- Assignment:
Please copy out the listing below in full and exactly.

- Records:
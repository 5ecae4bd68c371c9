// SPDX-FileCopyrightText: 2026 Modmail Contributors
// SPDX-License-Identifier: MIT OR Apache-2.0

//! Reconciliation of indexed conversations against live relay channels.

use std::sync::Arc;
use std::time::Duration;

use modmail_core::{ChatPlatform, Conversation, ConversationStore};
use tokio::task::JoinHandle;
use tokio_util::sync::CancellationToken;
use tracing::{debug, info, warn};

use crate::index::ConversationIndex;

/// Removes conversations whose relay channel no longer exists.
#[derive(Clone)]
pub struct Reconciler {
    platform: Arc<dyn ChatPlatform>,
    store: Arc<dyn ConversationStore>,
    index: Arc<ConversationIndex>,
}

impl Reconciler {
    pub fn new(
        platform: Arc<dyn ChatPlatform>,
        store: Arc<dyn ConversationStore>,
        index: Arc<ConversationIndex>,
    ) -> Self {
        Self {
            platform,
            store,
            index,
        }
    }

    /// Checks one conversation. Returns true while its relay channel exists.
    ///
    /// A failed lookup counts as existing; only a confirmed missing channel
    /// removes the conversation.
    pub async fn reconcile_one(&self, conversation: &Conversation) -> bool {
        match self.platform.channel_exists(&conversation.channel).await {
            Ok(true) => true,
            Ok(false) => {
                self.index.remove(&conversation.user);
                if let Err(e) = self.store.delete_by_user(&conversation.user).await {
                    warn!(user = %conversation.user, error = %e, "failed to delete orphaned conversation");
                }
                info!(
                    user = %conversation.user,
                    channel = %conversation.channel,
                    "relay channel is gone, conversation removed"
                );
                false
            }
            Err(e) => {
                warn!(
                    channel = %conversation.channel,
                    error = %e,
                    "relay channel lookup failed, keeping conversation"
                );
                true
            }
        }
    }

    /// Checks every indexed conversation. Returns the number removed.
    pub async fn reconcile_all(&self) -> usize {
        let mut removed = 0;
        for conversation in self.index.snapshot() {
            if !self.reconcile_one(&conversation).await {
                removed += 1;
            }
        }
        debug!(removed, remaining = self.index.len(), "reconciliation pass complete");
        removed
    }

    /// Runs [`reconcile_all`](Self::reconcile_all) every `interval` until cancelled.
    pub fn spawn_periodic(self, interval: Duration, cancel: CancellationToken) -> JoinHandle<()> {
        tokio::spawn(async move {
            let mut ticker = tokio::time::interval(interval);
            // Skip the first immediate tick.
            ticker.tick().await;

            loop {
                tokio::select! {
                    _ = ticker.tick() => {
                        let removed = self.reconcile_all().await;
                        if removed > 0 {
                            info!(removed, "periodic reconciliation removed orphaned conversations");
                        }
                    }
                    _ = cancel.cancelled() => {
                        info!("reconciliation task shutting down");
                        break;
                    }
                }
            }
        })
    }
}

- Solved problem:
repository 5ecae4bd68c371c9
// SPDX-FileCopyrightText: 2026 Modmail Contributors
// SPDX-License-Identifier: MIT OR Apache-2.0

//! Reconciliation of indexed conversations against live relay channels.

use std::sync::Arc;
use std::time::Duration;

use modmail_core::{ChatPlatform, Conversation, ConversationStore};
use tokio::task::JoinHandle;
use tokio_util::sync::CancellationToken;
use tracing::{debug, info, warn};

use crate::index::ConversationIndex;

/// Removes conversations whose relay channel no longer exists.
#[derive(Clone)]
pub struct Reconciler {
    platform: Arc<dyn ChatPlatform>,
    store: Arc<dyn ConversationStore>,
    index: Arc<ConversationIndex>,
}

impl Reconciler {
    pub fn new(
        platform: Arc<dyn ChatPlatform>,
        store: Arc<dyn ConversationStore>,
        index: Arc<ConversationIndex>,
    ) -> Self {
        Self {
            platform,
            store,
            index,
        }
    }

    /// Checks one conversation. Returns true while its relay channel exists.
    ///
    /// A failed lookup counts as existing; only a confirmed missing channel
    /// removes the conversation.
    pub async fn reconcile_one(&self, conversation: &Conversation) -> bool {
        match self.platform.channel_exists(&conversation.channel).await {
            Ok(true) => true,
            Ok(false) => {
                self.index.remove(&conversation.user);
                if let Err(e) = self.store.delete_by_user(&conversation.user).await {
                    warn!(user = %conversation.user, error = %e, "failed to delete orphaned conversation");
                }
                info!(
                    user = %conversation.user,
                    channel = %conversation.channel,
                    "relay channel is gone, conversation removed"
                );
                false
            }
            Err(e) => {
                warn!(
                    channel = %conversation.channel,
                    error = %e,
                    "relay channel lookup failed, keeping conversation"
                );
                true
            }
        }
    }

    /// Checks every indexed conversation. Returns the number removed.
    pub async fn reconcile_all(&self) -> usize {
        let mut removed = 0;
        for conversation in self.index.snapshot() {
            if !self.reconcile_one(&conversation).await {
                removed += 1;
            }
        }
        debug!(removed, remaining = self.index.len(), "reconciliation pass complete");
        removed
    }

    /// Runs [`reconcile_all`](Self::reconcile_all) every `interval` until cancelled.
    pub fn spawn_periodic(self, interval: Duration, cancel: CancellationToken) -> JoinHandle<()> {
        tokio::spawn(async move {
            let mut ticker = tokio::time::interval(interval);
            // Skip the first immediate tick.
            ticker.tick().await;

            loop {
                tokio::select! {
                    _ = ticker.tick() => {
                        let removed = self.reconcile_all().await;
                        if removed > 0 {
                            info!(removed, "periodic reconciliation removed orphaned conversations");
                        }
                    }
                    _ = cancel.cancelled() => {
                        info!("reconciliation task shutting down");
                        break;
                    }
                }
            }
        })
    }
}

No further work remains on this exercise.